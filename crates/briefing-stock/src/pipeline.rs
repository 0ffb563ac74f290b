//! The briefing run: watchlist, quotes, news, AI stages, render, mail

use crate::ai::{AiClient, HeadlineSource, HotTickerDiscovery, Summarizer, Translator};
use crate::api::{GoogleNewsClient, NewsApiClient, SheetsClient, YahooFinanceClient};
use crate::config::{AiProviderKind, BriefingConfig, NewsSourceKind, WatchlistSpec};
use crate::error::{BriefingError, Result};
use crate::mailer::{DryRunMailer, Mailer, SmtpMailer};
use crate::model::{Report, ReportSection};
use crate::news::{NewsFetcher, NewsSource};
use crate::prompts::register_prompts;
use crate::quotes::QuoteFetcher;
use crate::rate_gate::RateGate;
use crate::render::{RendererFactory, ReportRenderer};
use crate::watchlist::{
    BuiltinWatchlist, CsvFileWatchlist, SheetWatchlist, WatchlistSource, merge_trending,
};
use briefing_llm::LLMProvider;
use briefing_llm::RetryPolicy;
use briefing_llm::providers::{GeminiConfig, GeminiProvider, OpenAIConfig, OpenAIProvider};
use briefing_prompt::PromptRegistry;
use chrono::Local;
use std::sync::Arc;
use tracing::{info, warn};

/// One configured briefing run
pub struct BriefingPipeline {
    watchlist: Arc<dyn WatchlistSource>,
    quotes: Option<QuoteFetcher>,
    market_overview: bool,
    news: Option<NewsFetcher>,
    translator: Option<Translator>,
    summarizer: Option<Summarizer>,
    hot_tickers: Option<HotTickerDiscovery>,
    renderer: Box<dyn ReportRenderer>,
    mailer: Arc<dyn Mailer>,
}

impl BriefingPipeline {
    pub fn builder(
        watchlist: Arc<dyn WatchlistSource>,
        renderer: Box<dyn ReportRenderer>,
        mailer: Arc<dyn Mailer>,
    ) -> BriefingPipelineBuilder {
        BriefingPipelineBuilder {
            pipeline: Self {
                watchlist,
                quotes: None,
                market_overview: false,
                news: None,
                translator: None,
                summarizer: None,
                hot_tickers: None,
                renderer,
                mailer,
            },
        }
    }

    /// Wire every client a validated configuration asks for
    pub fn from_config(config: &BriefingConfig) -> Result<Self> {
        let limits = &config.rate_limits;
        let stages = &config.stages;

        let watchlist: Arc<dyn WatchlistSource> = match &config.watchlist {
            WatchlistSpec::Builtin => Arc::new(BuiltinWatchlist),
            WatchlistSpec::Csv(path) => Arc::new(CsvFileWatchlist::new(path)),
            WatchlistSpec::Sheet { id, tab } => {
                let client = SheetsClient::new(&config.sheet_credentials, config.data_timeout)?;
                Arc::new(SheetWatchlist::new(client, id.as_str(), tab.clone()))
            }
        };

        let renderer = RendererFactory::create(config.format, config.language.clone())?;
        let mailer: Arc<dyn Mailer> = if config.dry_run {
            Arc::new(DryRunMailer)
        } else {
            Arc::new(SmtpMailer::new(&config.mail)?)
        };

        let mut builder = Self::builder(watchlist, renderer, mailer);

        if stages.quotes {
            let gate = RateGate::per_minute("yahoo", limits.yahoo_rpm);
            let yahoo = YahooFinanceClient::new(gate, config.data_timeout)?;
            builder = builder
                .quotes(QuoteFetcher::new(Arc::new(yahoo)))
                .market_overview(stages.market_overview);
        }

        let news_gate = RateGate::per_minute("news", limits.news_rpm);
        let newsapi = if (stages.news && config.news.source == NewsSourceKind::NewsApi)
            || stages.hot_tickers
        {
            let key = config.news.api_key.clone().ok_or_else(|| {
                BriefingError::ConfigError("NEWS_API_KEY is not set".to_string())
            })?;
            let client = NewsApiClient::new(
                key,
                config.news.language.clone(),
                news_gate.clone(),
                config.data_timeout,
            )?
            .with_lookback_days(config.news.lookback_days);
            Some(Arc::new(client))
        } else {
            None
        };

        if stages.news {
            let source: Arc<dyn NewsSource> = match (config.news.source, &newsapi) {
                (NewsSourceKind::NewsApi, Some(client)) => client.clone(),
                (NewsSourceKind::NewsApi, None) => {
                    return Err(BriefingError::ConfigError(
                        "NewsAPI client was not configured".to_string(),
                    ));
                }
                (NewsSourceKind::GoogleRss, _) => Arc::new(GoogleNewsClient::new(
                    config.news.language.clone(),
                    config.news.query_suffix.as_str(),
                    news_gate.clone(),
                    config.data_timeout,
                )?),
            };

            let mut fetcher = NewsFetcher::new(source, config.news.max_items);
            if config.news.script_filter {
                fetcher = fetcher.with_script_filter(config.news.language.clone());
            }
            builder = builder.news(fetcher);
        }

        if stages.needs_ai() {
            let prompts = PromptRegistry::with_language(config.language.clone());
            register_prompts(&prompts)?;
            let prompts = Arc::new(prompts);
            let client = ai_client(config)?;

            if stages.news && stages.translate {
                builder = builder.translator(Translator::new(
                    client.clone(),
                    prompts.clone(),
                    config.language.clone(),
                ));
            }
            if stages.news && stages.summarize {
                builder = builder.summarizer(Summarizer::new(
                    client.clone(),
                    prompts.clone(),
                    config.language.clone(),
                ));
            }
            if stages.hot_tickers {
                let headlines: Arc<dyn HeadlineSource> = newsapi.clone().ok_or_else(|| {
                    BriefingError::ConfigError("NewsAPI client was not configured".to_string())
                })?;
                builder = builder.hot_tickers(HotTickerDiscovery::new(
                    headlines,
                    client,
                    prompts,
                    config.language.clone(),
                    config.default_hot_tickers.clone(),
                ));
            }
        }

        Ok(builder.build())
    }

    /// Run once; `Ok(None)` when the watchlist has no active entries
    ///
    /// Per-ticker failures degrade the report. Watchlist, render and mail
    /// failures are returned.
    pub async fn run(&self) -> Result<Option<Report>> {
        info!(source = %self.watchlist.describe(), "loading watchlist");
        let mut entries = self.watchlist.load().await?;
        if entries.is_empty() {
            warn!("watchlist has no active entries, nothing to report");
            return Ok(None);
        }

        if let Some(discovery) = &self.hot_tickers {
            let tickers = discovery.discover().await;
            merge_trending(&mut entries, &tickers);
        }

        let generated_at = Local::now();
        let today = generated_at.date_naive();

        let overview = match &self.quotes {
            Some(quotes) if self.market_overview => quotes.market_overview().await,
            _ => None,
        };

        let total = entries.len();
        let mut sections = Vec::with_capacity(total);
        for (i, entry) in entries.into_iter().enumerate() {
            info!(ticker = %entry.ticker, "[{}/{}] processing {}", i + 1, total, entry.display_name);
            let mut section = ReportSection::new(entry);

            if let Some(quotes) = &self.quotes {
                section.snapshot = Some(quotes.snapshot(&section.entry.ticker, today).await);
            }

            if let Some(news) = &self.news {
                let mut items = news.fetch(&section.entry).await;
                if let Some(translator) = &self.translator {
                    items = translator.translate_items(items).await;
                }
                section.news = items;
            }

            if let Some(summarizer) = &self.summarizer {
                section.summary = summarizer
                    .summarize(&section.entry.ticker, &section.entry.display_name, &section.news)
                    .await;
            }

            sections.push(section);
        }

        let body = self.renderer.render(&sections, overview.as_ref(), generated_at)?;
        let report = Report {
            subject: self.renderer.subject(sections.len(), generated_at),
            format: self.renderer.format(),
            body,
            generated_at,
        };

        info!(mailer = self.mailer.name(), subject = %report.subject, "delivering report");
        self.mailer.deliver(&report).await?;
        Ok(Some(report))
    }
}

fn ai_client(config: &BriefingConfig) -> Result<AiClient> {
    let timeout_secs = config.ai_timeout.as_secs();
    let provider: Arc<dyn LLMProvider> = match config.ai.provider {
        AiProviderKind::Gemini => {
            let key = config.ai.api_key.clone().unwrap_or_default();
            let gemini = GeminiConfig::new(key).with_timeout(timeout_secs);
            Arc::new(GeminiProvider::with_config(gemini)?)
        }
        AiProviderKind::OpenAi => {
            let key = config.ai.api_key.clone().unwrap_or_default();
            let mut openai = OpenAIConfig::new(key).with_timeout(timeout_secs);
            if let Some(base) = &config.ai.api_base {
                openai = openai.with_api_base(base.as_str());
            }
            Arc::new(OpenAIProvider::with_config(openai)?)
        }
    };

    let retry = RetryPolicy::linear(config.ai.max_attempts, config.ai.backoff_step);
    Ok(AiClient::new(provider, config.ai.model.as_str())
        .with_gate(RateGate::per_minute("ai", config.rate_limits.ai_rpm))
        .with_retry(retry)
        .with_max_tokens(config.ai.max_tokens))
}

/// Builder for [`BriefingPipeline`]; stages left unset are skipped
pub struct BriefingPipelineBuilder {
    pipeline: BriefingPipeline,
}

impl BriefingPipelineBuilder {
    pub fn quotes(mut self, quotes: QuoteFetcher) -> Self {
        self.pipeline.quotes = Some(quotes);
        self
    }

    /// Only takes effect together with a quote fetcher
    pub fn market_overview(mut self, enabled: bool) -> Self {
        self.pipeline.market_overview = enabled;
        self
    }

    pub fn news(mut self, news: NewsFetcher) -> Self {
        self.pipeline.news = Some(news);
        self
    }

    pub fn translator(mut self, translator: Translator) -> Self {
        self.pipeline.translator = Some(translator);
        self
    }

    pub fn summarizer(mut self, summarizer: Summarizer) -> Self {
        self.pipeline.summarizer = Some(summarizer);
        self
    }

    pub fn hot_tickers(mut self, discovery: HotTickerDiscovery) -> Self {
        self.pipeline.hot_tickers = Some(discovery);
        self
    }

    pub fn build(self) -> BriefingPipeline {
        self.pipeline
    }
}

--

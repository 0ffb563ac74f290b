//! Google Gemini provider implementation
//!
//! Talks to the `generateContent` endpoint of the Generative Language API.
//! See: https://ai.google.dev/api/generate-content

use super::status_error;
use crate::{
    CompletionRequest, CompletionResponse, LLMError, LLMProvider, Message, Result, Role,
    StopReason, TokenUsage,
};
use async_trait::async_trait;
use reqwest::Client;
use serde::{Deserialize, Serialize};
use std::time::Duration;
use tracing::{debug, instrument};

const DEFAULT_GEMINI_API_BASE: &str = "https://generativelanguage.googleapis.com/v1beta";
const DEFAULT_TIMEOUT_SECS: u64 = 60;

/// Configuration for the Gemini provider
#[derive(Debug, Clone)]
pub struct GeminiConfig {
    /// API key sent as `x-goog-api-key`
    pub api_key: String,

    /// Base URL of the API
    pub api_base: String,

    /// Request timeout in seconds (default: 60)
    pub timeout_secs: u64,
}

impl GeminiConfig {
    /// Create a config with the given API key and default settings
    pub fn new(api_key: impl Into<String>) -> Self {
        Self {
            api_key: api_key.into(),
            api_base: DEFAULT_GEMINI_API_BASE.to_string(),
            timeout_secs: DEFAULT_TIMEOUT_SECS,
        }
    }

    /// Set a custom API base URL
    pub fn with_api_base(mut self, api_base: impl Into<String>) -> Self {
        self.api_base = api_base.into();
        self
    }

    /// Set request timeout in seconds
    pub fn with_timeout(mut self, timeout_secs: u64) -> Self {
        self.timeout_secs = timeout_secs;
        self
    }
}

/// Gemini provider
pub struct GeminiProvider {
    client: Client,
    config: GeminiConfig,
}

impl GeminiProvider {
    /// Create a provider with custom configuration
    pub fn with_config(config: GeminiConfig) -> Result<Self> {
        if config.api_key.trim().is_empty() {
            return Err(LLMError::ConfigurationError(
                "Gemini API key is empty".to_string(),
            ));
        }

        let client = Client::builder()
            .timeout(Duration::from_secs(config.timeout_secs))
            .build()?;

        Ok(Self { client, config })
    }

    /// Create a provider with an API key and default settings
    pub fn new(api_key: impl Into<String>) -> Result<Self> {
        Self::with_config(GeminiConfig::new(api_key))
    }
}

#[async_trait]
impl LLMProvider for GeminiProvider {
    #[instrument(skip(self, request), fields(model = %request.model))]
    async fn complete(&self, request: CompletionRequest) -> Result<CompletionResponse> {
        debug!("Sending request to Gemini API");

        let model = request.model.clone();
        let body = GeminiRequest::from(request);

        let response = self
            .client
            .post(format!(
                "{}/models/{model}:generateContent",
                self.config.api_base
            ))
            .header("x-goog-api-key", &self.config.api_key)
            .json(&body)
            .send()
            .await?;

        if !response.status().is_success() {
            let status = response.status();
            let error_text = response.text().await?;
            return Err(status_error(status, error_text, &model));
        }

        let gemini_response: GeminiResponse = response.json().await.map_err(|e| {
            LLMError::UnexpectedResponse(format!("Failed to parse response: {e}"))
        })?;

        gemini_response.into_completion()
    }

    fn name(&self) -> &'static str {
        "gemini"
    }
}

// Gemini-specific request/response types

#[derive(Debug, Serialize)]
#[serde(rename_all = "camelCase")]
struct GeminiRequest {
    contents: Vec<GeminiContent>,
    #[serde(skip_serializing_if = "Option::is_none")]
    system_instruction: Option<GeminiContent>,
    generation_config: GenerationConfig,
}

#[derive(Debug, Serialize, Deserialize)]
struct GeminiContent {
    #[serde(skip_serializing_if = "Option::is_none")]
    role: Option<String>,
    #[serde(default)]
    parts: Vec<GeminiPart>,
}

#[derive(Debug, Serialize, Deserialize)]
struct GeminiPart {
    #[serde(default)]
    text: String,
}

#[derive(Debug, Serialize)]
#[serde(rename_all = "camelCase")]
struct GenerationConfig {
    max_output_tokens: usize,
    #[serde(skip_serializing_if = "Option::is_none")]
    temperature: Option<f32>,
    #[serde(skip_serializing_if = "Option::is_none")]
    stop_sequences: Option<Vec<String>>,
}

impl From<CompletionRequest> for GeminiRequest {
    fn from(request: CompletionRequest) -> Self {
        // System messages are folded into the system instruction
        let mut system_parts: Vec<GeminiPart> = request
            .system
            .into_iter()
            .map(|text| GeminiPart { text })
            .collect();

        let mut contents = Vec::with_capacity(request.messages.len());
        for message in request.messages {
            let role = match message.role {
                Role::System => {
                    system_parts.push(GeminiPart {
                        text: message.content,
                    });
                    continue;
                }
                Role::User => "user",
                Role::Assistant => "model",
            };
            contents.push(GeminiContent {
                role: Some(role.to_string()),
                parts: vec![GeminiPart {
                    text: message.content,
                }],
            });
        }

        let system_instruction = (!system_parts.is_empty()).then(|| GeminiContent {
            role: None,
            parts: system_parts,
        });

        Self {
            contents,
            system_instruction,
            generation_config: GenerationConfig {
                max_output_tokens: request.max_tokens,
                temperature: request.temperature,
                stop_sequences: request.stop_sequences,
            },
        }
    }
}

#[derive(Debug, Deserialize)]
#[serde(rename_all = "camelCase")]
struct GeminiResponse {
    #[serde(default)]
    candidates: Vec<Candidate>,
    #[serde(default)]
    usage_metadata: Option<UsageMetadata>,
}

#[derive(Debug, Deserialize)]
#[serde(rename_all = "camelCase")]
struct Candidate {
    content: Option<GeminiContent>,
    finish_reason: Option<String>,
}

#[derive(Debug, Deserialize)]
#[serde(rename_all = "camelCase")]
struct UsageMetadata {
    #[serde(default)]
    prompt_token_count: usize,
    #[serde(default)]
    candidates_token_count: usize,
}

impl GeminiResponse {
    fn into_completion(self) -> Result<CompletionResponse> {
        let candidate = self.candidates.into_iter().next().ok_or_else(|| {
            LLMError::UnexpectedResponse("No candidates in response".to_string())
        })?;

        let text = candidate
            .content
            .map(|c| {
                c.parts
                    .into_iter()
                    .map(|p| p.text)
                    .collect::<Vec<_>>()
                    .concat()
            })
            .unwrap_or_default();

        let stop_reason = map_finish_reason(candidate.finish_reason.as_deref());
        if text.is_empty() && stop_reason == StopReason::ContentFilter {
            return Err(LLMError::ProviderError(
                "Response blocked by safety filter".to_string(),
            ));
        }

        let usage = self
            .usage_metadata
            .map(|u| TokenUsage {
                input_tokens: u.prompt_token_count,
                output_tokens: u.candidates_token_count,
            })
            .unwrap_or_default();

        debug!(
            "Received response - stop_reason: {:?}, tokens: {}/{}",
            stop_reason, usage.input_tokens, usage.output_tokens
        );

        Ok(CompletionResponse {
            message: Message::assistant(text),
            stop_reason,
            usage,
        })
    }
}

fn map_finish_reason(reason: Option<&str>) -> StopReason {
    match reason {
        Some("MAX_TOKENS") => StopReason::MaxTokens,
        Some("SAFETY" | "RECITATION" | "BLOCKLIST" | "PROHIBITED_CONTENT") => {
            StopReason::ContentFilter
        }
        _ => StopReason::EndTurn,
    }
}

Try it: Look above for the line with "use briefing_llm::LLMProvider;" and the line with "let stages = &config.stages;"; transcribe both and all lines in between, exactly, and nothing else.

Result of this exercise:
use briefing_llm::LLMProvider;
use briefing_llm::RetryPolicy;
use briefing_llm::providers::{GeminiConfig, GeminiProvider, OpenAIConfig, OpenAIProvider};
use briefing_prompt::PromptRegistry;
use chrono::Local;
use std::sync::Arc;
use tracing::{info, warn};

/// One configured briefing run
pub struct BriefingPipeline {
    watchlist: Arc<dyn WatchlistSource>,
    quotes: Option<QuoteFetcher>,
    market_overview: bool,
    news: Option<NewsFetcher>,
    translator: Option<Translator>,
    summarizer: Option<Summarizer>,
    hot_tickers: Option<HotTickerDiscovery>,
    renderer: Box<dyn ReportRenderer>,
    mailer: Arc<dyn Mailer>,
}

impl BriefingPipeline {
    pub fn builder(
        watchlist: Arc<dyn WatchlistSource>,
        renderer: Box<dyn ReportRenderer>,
        mailer: Arc<dyn Mailer>,
    ) -> BriefingPipelineBuilder {
        BriefingPipelineBuilder {
            pipeline: Self {
                watchlist,
                quotes: None,
                market_overview: false,
                news: None,
                translator: None,
                summarizer: None,
                hot_tickers: None,
                renderer,
                mailer,
            },
        }
    }

    /// Wire every client a validated configuration asks for
    pub fn from_config(config: &BriefingConfig) -> Result<Self> {
        let limits = &config.rate_limits;
        let stages = &config.stages;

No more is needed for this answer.